| Caderno D |
Chico da Ponte
Da Equipe de Colaboradores
O João era conhecido de poucos. Não freqüentava
a coluna do Jaburu, nunca foi a um jantar do Rotary, mas fazia
parte da paisagem da rua Catarina Etsuko perto do cartório
do Cassita.
Ficava à janela de manhã, olhando os passantes,
às vezes arriscava um papo com algum dos seus poucos conhecidos
e poucos sabiam que não tinha uma perna. Quando não
usava a prótese, descansava o que restou do membro inferior
num banquinho com almofada do lado de dentro e passava o tempo
apreciando o movimento da rua.
Passo por ali todos os dias, na minha caminhada para o Correio
e costumava cumprimentá-lo:
Bom dia, seu João!
E lá vinha a resposta pronta:
Bom dia, seu Nelson!
Confundia meu nome com o do meu falecido pai, mas nunca o corrigi,
pois sabia que o cumprimento me era endereçado.

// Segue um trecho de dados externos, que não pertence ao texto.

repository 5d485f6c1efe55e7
//! Application wiring

pub mod options;
pub mod run;
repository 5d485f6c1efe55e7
//! Main application run loop

use std::future::Future;
use std::net::SocketAddr;
use std::sync::Arc;

use tokio::task::JoinHandle;
use tracing::info;

use crate::app::options::AppOptions;
use crate::deploy::executor::DeployExecutor;
use crate::errors::ShiphookError;
use crate::server::auth::AuthGuard;
use crate::server::route::RouteMatcher;
use crate::server::serve::serve;
use crate::server::state::ServerState;

/// A started listener
pub struct RunningServer {
    pub local_addr: SocketAddr,
    pub handle: JoinHandle<Result<(), ShiphookError>>,
}

/// Bind the listener and start serving in the background
pub async fn start(
    options: AppOptions,
    shutdown_signal: impl Future<Output = ()> + Send + 'static,
) -> Result<RunningServer, ShiphookError> {
    let AppOptions {
        server,
        webhook,
        deploy,
    } = options;

    let executor = Arc::new(DeployExecutor::with_git(
        deploy.pull_timeout,
        deploy.run_timeout,
    ));
    let auth = AuthGuard::new(webhook.secret);
    let auth_enabled = auth.is_enabled();
    let state = Arc::new(ServerState::new(
        RouteMatcher::new(&webhook.path),
        auth,
        executor,
        webhook.repo_path.clone(),
        webhook.run_script.clone(),
    ));

    let (local_addr, serving) = serve(&server, state.clone(), shutdown_signal).await?;
    let path = match state.route.path() {
        "/" => String::new(),
        path => path.to_string(),
    };

    // Deploys outlive the connections that started them; the server is only
    // done once those finish too.
    let handle = tokio::spawn(async move {
        let result = match serving.await {
            Ok(result) => result,
            Err(e) => Err(ShiphookError::ServerError(e.to_string())),
        };
        state.finish_deploys().await;
        result
    });

    info!("Shiphook listening on http://localhost:{}{}", local_addr.port(), path);
    info!("  Repo: {}", webhook.repo_path.display());
    info!("  Run:  {}", webhook.run_script);
    if auth_enabled {
        info!("  Auth: secret set");
    }

    Ok(RunningServer { local_addr, handle })
}

/// Run Shiphook until the shutdown signal resolves
pub async fn run(
    options: AppOptions,
    shutdown_signal: impl Future<Output = ()> + Send + 'static,
) -> Result<(), ShiphookError> {
    let server = start(options, shutdown_signal).await?;
    let result = server
        .handle
        .await
        .map_err(|e| ShiphookError::ServerError(e.to_string()))?;
    info!("Shiphook stopped");
    result
}
//! Webhook listener

pub mod auth;
pub mod handlers;
pub mod response;
pub mod route;
pub mod serve;
pub mod state;
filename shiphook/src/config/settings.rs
//! Resolved Shiphook settings

use std::path::PathBuf;
use std::time::Duration;

use secrecy::SecretString;

use crate::deploy::process::DEFAULT_TIMEOUT;
use crate::logs::LogLevel;

pub const DEFAULT_PORT: u16 = 3141;
pub const DEFAULT_HOST: &str = "0.0.0.0";
pub const DEFAULT_RUN_SCRIPT: &str = "npm run deploy";
pub const DEFAULT_PATH: &str = "/";
pub const DEFAULT_RUN_TIMEOUT: Duration = DEFAULT_TIMEOUT;
pub const DEFAULT_PULL_TIMEOUT: Duration = Duration::from_secs(60);

/// Fully resolved configuration for one listener instance.
///
/// Immutable once built; see [`crate::config::loader`] for how each field is
/// picked from the environment, the settings file, and the defaults.
#[derive(Debug)]
pub struct Settings {
    /// Port for the webhook server
    pub port: u16,

    /// Interface to bind
    pub host: String,

    /// Working copy to pull and run in
    pub repo_path: PathBuf,

    /// Command line to run after the pull
    pub run_script: String,

    /// Shared secret; when set, triggers must present it
    pub secret: Option<SecretString>,

    /// HTTP path of the trigger endpoint
    pub path: String,

    /// Deadline for the deploy command
    pub run_timeout: Duration,

    /// Deadline for `git pull`
    pub pull_timeout: Duration,

    /// Log level
    pub log_level: LogLevel,

    /// Emit JSON log lines
    pub log_json: bool,

    /// Directory for rolling log files
    pub log_dir: Option<PathBuf>,
}

impl Settings {
    /// Settings with every field at its default, rooted at `repo_path`
    pub fn with_defaults(repo_path: impl Into<PathBuf>) -> Self {
        Self {
            port: DEFAULT_PORT,
            host: DEFAULT_HOST.to_string(),
            repo_path: repo_path.into(),
            run_script: DEFAULT_RUN_SCRIPT.to_string(),
            secret: None,
            path: DEFAULT_PATH.to_string(),
            run_timeout: DEFAULT_RUN_TIMEOUT,
            pull_timeout: DEFAULT_PULL_TIMEOUT,
            log_level: LogLevel::Info,
            log_json: false,
            log_dir: None,
        }
    }
}
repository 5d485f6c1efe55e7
//! Process runner tests

#![cfg(unix)]

use std::path::Path;
use std::time::{Duration, Instant};

use shiphook::deploy::process::{ProcessRunner, ProcessStatus};
use tempfile::TempDir;

fn args(list: &[&str]) -> Vec<String> {
    list.iter().map(|s| s.to_string()).collect()
}

#[tokio::test]
async fn test_captures_stdout_and_stderr() {
    let dir = TempDir::new().unwrap();
    let runner = ProcessRunner::default();

    let outcome = runner
        .run("sh", &args(&["-c", "echo out; echo err >&2"]), dir.path())
        .await;

    assert_eq!(outcome.status, ProcessStatus::Exited { code: Some(0) });
    assert_eq!(outcome.stdout, "out\n");
    assert_eq!(outcome.stderr, "err\n");
    assert!(outcome.success());
    assert_eq!(outcome.error_message(), None);
}

#[tokio::test]
async fn test_non_zero_exit_code_is_preserved() {
    let dir = TempDir::new().unwrap();
    let outcome = ProcessRunner::default()
        .run("sh", &args(&["-c", "exit 7"]), dir.path())
        .await;

    assert_eq!(outcome.exit_code(), Some(7));
    assert!(!outcome.success());
    assert!(!outcome.timed_out());
    assert_eq!(outcome.error_message(), None);
}

#[tokio::test]
async fn test_runs_in_working_directory() {
    let dir = TempDir::new().unwrap();
    let outcome = ProcessRunner::default()
        .run("pwd", &[], dir.path())
        .await;

    let reported = std::fs::canonicalize(outcome.stdout.trim()).unwrap();
    assert_eq!(reported, std::fs::canonicalize(dir.path()).unwrap());
}

#[tokio::test]
async fn test_stdin_is_closed() {
    let dir = TempDir::new().unwrap();
    let runner = ProcessRunner::new(Duration::from_secs(5));

    // `cat` would block forever on an open stdin.
    let outcome = runner.run("cat", &[], dir.path()).await;

    assert_eq!(outcome.exit_code(), Some(0));
    assert_eq!(outcome.stdout, "");
}

#[tokio::test]
async fn test_extra_environment() {
    let dir = TempDir::new().unwrap();
    let runner = ProcessRunner::default().with_env("SHIPHOOK_TEST_VALUE", "bar");

    let outcome = runner
        .run("sh", &args(&["-c", "echo $SHIPHOOK_TEST_VALUE"]), dir.path())
        .await;

    assert_eq!(outcome.stdout, "bar\n");
}

#[tokio::test]
async fn test_spawn_failure() {
    let dir = TempDir::new().unwrap();
    let outcome = ProcessRunner::default()
        .run("shiphook-definitely-not-installed", &[], dir.path())
        .await;

    assert_eq!(outcome.exit_code(), None);
    assert!(!outcome.timed_out());
    let message = outcome.spawn_error().unwrap();
    assert!(message.contains("shiphook-definitely-not-installed"));
    assert_eq!(outcome.error_message().as_deref(), Some(message));
}

#[tokio::test]
async fn test_timeout_kills_the_process() {
    let dir = TempDir::new().unwrap();
    let pid_file = dir.path().join("pid");
    let runner = ProcessRunner::new(Duration::from_secs(1));

    let started = Instant::now();
    let outcome = runner
        .run(
            "sh",
            &args(&["-c", "echo started; echo $$ > pid; exec sleep 30"]),
            dir.path(),
        )
        .await;

    assert!(started.elapsed() < Duration::from_secs(10));
    assert!(outcome.timed_out());
    assert_eq!(outcome.exit_code(), None);
    assert!(outcome.error_message().unwrap().contains("timed out"));
    assert_eq!(outcome.stdout, "started\n");

    let pid = std::fs::read_to_string(&pid_file).unwrap();
    assert!(!is_running(pid.trim()), "process {} still running", pid.trim());
}

#[tokio::test]
async fn test_timeout_kills_forked_children() {
    let dir = TempDir::new().unwrap();
    let runner = ProcessRunner::new(Duration::from_secs(1));

    // The shell is the direct child; `sleep` is its child and outlives a
    // kill aimed at the shell alone.
    let outcome = runner
        .run(
            "sh",
            &args(&["-c", "sleep 30 & echo $! > child_pid; wait"]),
            dir.path(),
        )
        .await;

    assert!(outcome.timed_out());
    let pid = std::fs::read_to_string(dir.path().join("child_pid")).unwrap();
    assert!(
        !still_running_after_grace(pid.trim()).await,
        "forked process {} still running after the timeout",
        pid.trim()
    );
}

#[tokio::test]
async fn test_background_job_of_finished_process_is_left_alone() {
    let dir = TempDir::new().unwrap();
    let runner = ProcessRunner::new(Duration::from_secs(10));

    let outcome = runner
        .run(
            "sh",
            &args(&["-c", "sleep 5 >/dev/null 2>&1 & echo $! > child_pid"]),
            dir.path(),
        )
        .await;

    assert_eq!(outcome.exit_code(), Some(0));
    let pid = std::fs::read_to_string(dir.path().join("child_pid")).unwrap();
    assert!(is_running(pid.trim()));
    let _ = std::process::Command::new("kill").arg(pid.trim()).status();
}

/// Zombies count as gone: the kill landed, only reaping is left.
fn is_running(pid: &str) -> bool {
    let stat = Path::new("/proc").join(pid).join("stat");
    if Path::new("/proc/self/stat").exists() {
        return match std::fs::read_to_string(stat) {
            // The state letter follows the parenthesized command name.
            Ok(stat) => stat
                .rsplit_once(')')
                .map(|(_, rest)| !rest.trim_start().starts_with('Z'))
                .unwrap_or(false),
            Err(_) => false,
        };
    }
    std::process::Command::new("sh")
        .args(["-c", &format!("kill -0 {} 2>/dev/null", pid)])
        .status()
        .map(|status| status.success())
        .unwrap_or(false)
}

async fn still_running_after_grace(pid: &str) -> bool {
    for _ in 0..50 {
        if !is_running(pid) {
            return false;
        }
        tokio::time::sleep(Duration::from_millis(20)).await;
    }
    true
}
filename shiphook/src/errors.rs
//! Error types for Shiphook

use thiserror::Error;

/// Main error type for Shiphook
///
/// Deploy failures are not errors: they are captured in
/// [`DeployOutcome`](crate::deploy::executor::DeployOutcome). This enum covers
/// the infrastructure around the pipeline.
#[derive(Error, Debug)]
pub enum ShiphookError {
    #[error("IO error: {0}")]
    IoError(#[from] std::io::Error),

    #[error("JSON error: {0}")]
    JsonError(#[from] serde_json::Error),

    #[error("Configuration error: {0}")]
    ConfigError(String),

    #[error("Server error: {0}")]
    ServerError(String),
}
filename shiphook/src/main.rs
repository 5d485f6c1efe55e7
//! Shiphook - Entry Point
//!
//! Listens for an authenticated webhook, pulls the configured repository and
//! runs its deploy command.

use std::collections::HashMap;
use std::env;
use std::path::Path;
use std::process::ExitCode;

use shiphook::app::options::AppOptions;
use shiphook::app::run::run;
use shiphook::config::loader::load_settings;
use shiphook::logs::init_logging;
use shiphook::utils::version_info;

use tracing::{error, info, warn};

const USAGE: &str = "\
Usage: shiphook [--config=<path>] [--version] [--help]

Configuration comes from SHIPHOOK_* environment variables, then the settings
file (shiphook.json in the current directory unless --config is given), then
built-in defaults:

  SHIPHOOK_PORT               port to listen on (3141)
  SHIPHOOK_HOST               interface to bind (0.0.0.0)
  SHIPHOOK_REPO_PATH          repository to pull and deploy (current directory)
  SHIPHOOK_RUN_SCRIPT         deploy command (npm run deploy)
  SHIPHOOK_SECRET             shared secret required from callers (none)
  SHIPHOOK_PATH               trigger path (/)
  SHIPHOOK_TIMEOUT_SECS       deploy command timeout (60)
  SHIPHOOK_PULL_TIMEOUT_SECS  git pull timeout (60)
  SHIPHOOK_LOG_LEVEL          trace, debug, info, warn or error (info)
  SHIPHOOK_LOG_JSON           emit JSON logs (false)
  SHIPHOOK_LOG_DIR            also write daily log files here (unset)";

#[tokio::main]
async fn main() -> ExitCode {
    let args: Vec<String> = env::args().skip(1).collect();
    let cli_args = match parse_args(&args) {
        Ok(cli_args) => cli_args,
        Err(e) => {
            eprintln!("{e}\n\n{USAGE}");
            return ExitCode::FAILURE;
        }
    };

    if cli_args.contains_key("help") {
        println!("{USAGE}");
        return ExitCode::SUCCESS;
    }

    if cli_args.contains_key("version") {
        match serde_json::to_string_pretty(&version_info()) {
            Ok(version) => println!("{version}"),
            Err(e) => eprintln!("Failed to render version: {e}"),
        }
        return ExitCode::SUCCESS;
    }

    // Settings decide the log level, so they load before logging exists.
    let config_path = cli_args.get("config").map(Path::new);
    let loaded = match load_settings(config_path).await {
        Ok(loaded) => loaded,
        Err(e) => {
            eprintln!("Unable to load settings: {e}");
            return ExitCode::FAILURE;
        }
    };

    let (options, log_options) = AppOptions::from_settings(loaded.settings);
    let _log_guard = match init_logging(log_options) {
        Ok(guard) => guard,
        Err(e) => {
            eprintln!("Failed to initialize logging: {e}");
            None
        }
    };

    if let Some(source) = &loaded.source {
        info!("Loaded settings from {}", source.display());
    }
    for warning in &loaded.warnings {
        warn!("{}", warning);
    }

    info!("Running Shiphook {}", version_info().version);
    match run(options, await_shutdown_signal()).await {
        Ok(()) => ExitCode::SUCCESS,
        Err(e) => {
            error!("Shiphook failed: {e}");
            ExitCode::FAILURE
        }
    }
}

/// Flags that only make sense with `=<value>`
const VALUE_FLAGS: &[&str] = &["config"];

/// Parse `--key=value` options and standalone `--flag`s
fn parse_args(args: &[String]) -> Result<HashMap<String, String>, String> {
    let mut cli_args = HashMap::new();

    for arg in args {
        if let Some((key, value)) = arg.split_once('=') {
            // Handle --key=value format
            let clean_key = key.trim_start_matches('-');
            if value.is_empty() {
                return Err(format!("Missing value for --{clean_key}"));
            }
            cli_args.insert(clean_key.to_string(), value.to_string());
        } else if arg.starts_with("--") {
            // Handle standalone flags like --version
            let clean_key = arg.trim_start_matches('-');
            if VALUE_FLAGS.contains(&clean_key) {
                return Err(format!("--{clean_key} needs a value: --{clean_key}=<path>"));
            }
            cli_args.insert(clean_key.to_string(), "true".to_string());
        } else {
            return Err(format!("Unexpected argument: {arg}"));
        }
    }

    Ok(cli_args)
}

async fn await_shutdown_signal() {
    #[cfg(unix)]
    {
        use tokio::signal::unix::{signal, SignalKind};
        let mut sigterm = signal(SignalKind::terminate()).expect("Failed to listen for SIGTERM");
        let mut sigint = signal(SignalKind::interrupt()).expect("Failed to listen for SIGINT");

        tokio::select! {
            _ = sigterm.recv() => {
                info!("SIGTERM received, shutting down...");
            }
            _ = sigint.recv() => {
                info!("SIGINT received, shutting down...");
            }
        }
    }

    #[cfg(not(unix))]
    {
        tokio::signal::ctrl_c().await.expect("Failed to listen for Ctrl+C");
        info!("Ctrl+C received, shutting down...");
    }
}
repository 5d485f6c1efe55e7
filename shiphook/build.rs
//! Build script for shiphook
//! Captures build-time metadata for `--version`

use chrono::Utc;
use std::process::Command;

fn main() {
    let git_hash = Command::new("git")
        .args(["rev-parse", "--short", "HEAD"])
        .output()
        .ok()
        .filter(|output| output.status.success())
        .and_then(|output| String::from_utf8(output.stdout).ok())
        .map(|s| s.trim().to_string())
        .filter(|s| !s.is_empty())
        .unwrap_or_else(|| "unknown".to_string());

    let build_time = Utc::now().format("%Y-%m-%d %H:%M:%S UTC").to_string();

    println!("cargo:rustc-env=GIT_HASH={}", git_hash);
    println!("cargo:rustc-env=BUILD_TIME={}", build_time);

    println!("cargo:rerun-if-changed=.git/HEAD");
}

O prédio onde ficava o João emoldurando a janela
sofreu reformas e por um tempo também não vi mais
meu amigo meio desconhecido.
Agora, a semana passada, eis que ressurgiu, só que em prédios
vizinho, com uma janela igual. Até brinquei com ele.
Mudou de janela, João?
Deu-me um sorriso alegre e assim passou o momento. Sábado,
9, ele teve algum problema cardíaco e morreu aos 92 anos.
A janela vai continuar lá, mas sem a graça que só
ele poderia dar e a rua vai perder uma paisagem emoldurada por
um João quase ninguém, mas que me deixou saudades.